The 1934 Women's World Games () were the fourth edition of the international games for women. The tournament was held between 9–11 August at the White City Stadium in London, United Kingdom. These were the last athletic games exclusively for women, a planned fifth tournament for 1938 in Vienna was cancelled as women were allowed to compete in all regular athletics events at the Olympic Games and other international events. The first major tournament were the 1938 European Athletics Championships even though the tournament was split up into two separate events. The 3rd European Athletics Championships in 1946 were the first combined championships for both men and women.

Events
The games were organized by the Fédération Sportive Féminine Internationale under Alice Milliat as a response to the IOC decision to include only a few women's events (100 metres, 800 metres, 4 × 100 m relay, high jump and discus) in the 1928 Olympic Games.

The games were attended by 200 participants from 19 nations (including now dissolved nations): Austria, Belgium, Canada, Czechoslovakia, France, Germany, Great Britain, Holland, Hungary, Italy, Japan, Latvia, Palestine, Poland, Rhodesia, South Africa, Sweden, United States, and Yugoslavia.

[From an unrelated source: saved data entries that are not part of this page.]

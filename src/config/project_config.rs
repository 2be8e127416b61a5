//! Project-level configuration support
//!
//! Loads per-project configuration from `schema-scorer.toml` or
//! `.schema-scorer.json` in the working directory.
//!
//! # Configuration Format
//!
//! ```toml
//! # schema-scorer.toml
//!
//! [rules.plural-collections]
//! enabled = false
//!
//! [blast_radius]
//! max_blast_radius = 8
//! warning_threshold = 4
//! critical_type_paths = ["Query.me", "User.account"]
//!
//! [composite_keys]
//! max_composite_keys = 3
//!
//! [reporter]
//! endpoint = "https://schema-health.example.com/reports"
//! timeout_secs = 10
//! headers = { Authorization = "Bearer ..." }
//!
//! [defaults]
//! format = "json"
//! subgraph = "accounts"
//! ```

use crate::analyzers::BlastRadiusConfig;
use crate::error::{ScoreError, ScoreResult};
use crate::reporters::http::ReporterConfig;
use indexmap::IndexMap;
use serde::{Deserialize, Deserializer, Serialize};
use std::collections::BTreeMap;
use std::path::Path;
use tracing::{debug, warn};

/// Preferred config file name
pub const CONFIG_FILE: &str = "schema-scorer.toml";
/// JSON fallback config file name
pub const JSON_CONFIG_FILE: &str = ".schema-scorer.json";

/// Project-level configuration loaded from schema-scorer.toml or similar
#[derive(Debug, Clone, Default, PartialEq, Serialize, Deserialize)]
pub struct ScorerConfig {
    /// Per-rule overrides keyed by kebab-case rule name
    #[serde(default, deserialize_with = "deserialize_rule_overrides")]
    pub rules: BTreeMap<String, RuleOverride>,

    #[serde(default)]
    pub blast_radius: BlastRadiusConfig,

    #[serde(default)]
    pub composite_keys: CompositeKeysConfig,

    /// Report forwarding; absent means reports stay local
    #[serde(default)]
    pub reporter: Option<ReporterConfig>,

    /// Default CLI flags
    #[serde(default)]
    pub defaults: CliDefaults,
}

/// Re-key rule overrides by normalized name so every spelling lands on one
/// entry. When two spellings collide the one appearing later in the file wins.
fn deserialize_rule_overrides<'de, D>(
    deserializer: D,
) -> Result<BTreeMap<String, RuleOverride>, D::Error>
where
    D: Deserializer<'de>,
{
    let raw = IndexMap::<String, RuleOverride>::deserialize(deserializer)?;
    Ok(raw
        .into_iter()
        .map(|(name, rule)| (normalize_rule_name(&name), rule))
        .collect())
}

/// Configuration override for a specific rule
#[derive(Debug, Clone, Default, PartialEq, Serialize, Deserialize)]
pub struct RuleOverride {
    /// Whether the rule runs (default: true)
    #[serde(default)]
    pub enabled: Option<bool>,
}

#[derive(Debug, Clone, PartialEq, Eq, Serialize, Deserialize)]
pub struct CompositeKeysConfig {
    #[serde(default = "default_max_composite_keys")]
    pub max_composite_keys: usize,
}

impl Default for CompositeKeysConfig {
    fn default() -> Self {
        Self {
            max_composite_keys: default_max_composite_keys(),
        }
    }
}

fn default_max_composite_keys() -> usize {
    2
}

/// Default CLI flags that can be set in project config
#[derive(Debug, Clone, Default, PartialEq, Serialize, Deserialize)]
pub struct CliDefaults {
    /// Default output format (text, json)
    #[serde(default)]
    pub format: Option<String>,

    /// Default subgraph name attached to reports
    #[serde(default)]
    pub subgraph: Option<String>,
}

/// Load project configuration from a directory.
///
/// Searches for configuration files in this order:
/// 1. `schema-scorer.toml`
/// 2. `.schema-scorer.json`
///
/// A file that fails to load is skipped with a warning. Returns default
/// configuration if nothing usable is found.
pub fn load_project_config(dir: &Path) -> ScorerConfig {
    for name in [CONFIG_FILE, JSON_CONFIG_FILE] {
        let path = dir.join(name);
        if !path.exists() {
            continue;
        }
        match load_config_file(&path) {
            Ok(config) => {
                debug!("Loaded project config from {}", path.display());
                return config;
            }
            Err(e) => {
                warn!("Failed to load {}: {}", path.display(), e);
            }
        }
    }

    debug!("No project config found, using defaults");
    ScorerConfig::default()
}

/// Load and validate an explicit config file. The format follows the
/// extension: `.json` is JSON, anything else is TOML.
pub fn load_config_file(path: &Path) -> ScoreResult<ScorerConfig> {
    let content = std::fs::read_to_string(path)
        .map_err(|e| ScoreError::Config(format!("cannot read {}: {e}", path.display())))?;

    let is_json = path.extension().is_some_and(|ext| ext == "json");
    let config: ScorerConfig = if is_json {
        serde_json::from_str(&content)
            .map_err(|e| ScoreError::Config(format!("{}: {e}", path.display())))?
    } else {
        toml::from_str(&content)
            .map_err(|e| ScoreError::Config(format!("{}: {e}", path.display())))?
    };

    config.validate()?;
    Ok(config)
}

impl ScorerConfig {
    /// Check if a rule is enabled (defaults to true if not specified)
    pub fn is_rule_enabled(&self, name: &str) -> bool {
        self.rules
            .get(&normalize_rule_name(name))
            .and_then(|rule| rule.enabled)
            .unwrap_or(true)
    }

    /// Disable a rule by any spelling of its name, replacing every existing
    /// override that normalizes to the same name
    pub fn disable_rule(&mut self, name: &str) {
        let normalized = normalize_rule_name(name);
        self.rules.retain(|key, _| normalize_rule_name(key) != normalized);
        self.rules.insert(
            normalized,
            RuleOverride {
                enabled: Some(false),
            },
        );
    }

    /// Names of rules explicitly switched off
    pub fn disabled_rules(&self) -> Vec<String> {
        let mut disabled: Vec<String> = self
            .rules
            .iter()
            .filter(|(_, rule)| rule.enabled == Some(false))
            .map(|(name, _)| normalize_rule_name(name))
            .collect();
        disabled.sort();
        disabled.dedup();
        disabled
    }

    pub fn validate(&self) -> ScoreResult<()> {
        self.blast_radius.validate()?;
        if let Some(reporter) = &self.reporter {
            reporter.validate()?;
        }
        if let Some(format) = &self.defaults.format {
            format
                .parse::<crate::reporters::OutputFormat>()
                .map_err(|e: anyhow::Error| ScoreError::Config(e.to_string()))?;
        }
        Ok(())
    }
}

/// Normalize rule name for config lookup
/// Converts display names and code-style names to kebab-case
pub fn normalize_rule_name(name: &str) -> String {
    // Null Blast Radius -> null-blast-radius
    // NullBlastRadius -> null-blast-radius
    // null_blast_radius -> null-blast-radius
    // PII -> pii

    let mut result = String::new();
    let chars: Vec<char> = name.trim().chars().collect();

    for (i, c) in chars.iter().enumerate() {
        if c.is_uppercase() {
            let prev_is_lower = i > 0 && chars[i - 1].is_lowercase();
            let is_acronym_end = i > 0
                && chars[i - 1].is_uppercase()
                && i + 1 < chars.len()
                && chars[i + 1].is_lowercase();

            if prev_is_lower || is_acronym_end {
                result.push('-');
            }
            result.extend(c.to_lowercase());
        } else if *c == '_' || c.is_whitespace() {
            if !result.ends_with('-') {
                result.push('-');
            }
        } else {
            result.push(*c);
        }
    }

    result.trim_end_matches("-rule").to_string()
}

/// Annotated starter config written by `schema-scorer init`
pub fn example_config() -> &'static str {
    r#"# schema-scorer configuration

# Switch individual rules off by name.
# [rules.plural-collections]
# enabled = false

[blast_radius]
max_blast_radius = 5
warning_threshold = 3
# Field prefixes escalated at the warning threshold
critical_type_paths = []

[composite_keys]
max_composite_keys = 2

# Forward every report to a collector.
# [reporter]
# endpoint = "https://schema-health.example.com/reports"
# timeout_secs = 10
# headers = { Authorization = "Bearer <token>" }

[defaults]
format = "text"
# subgraph = "accounts"
"#
}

The athletes competed in 12 events: running (60 metres, 100 metres, 200 metres, 800 metres, 4 x 100 metres relay and hurdling 80 metres), high jump, long jump, discus throw, javelin, shot put and pentathlon (100 metres, high jump, long jump, javelin and shot put). The tournament also held exhibition events in basketball, handball and football.

The tournament was opened with an olympic style ceremony. The Canadian flag bearer was Lillian Palmer as captain of the Canadian team. The games attended an audience of 15,000 spectators and several world records were set.

The games were the first to include a women's pentathlon.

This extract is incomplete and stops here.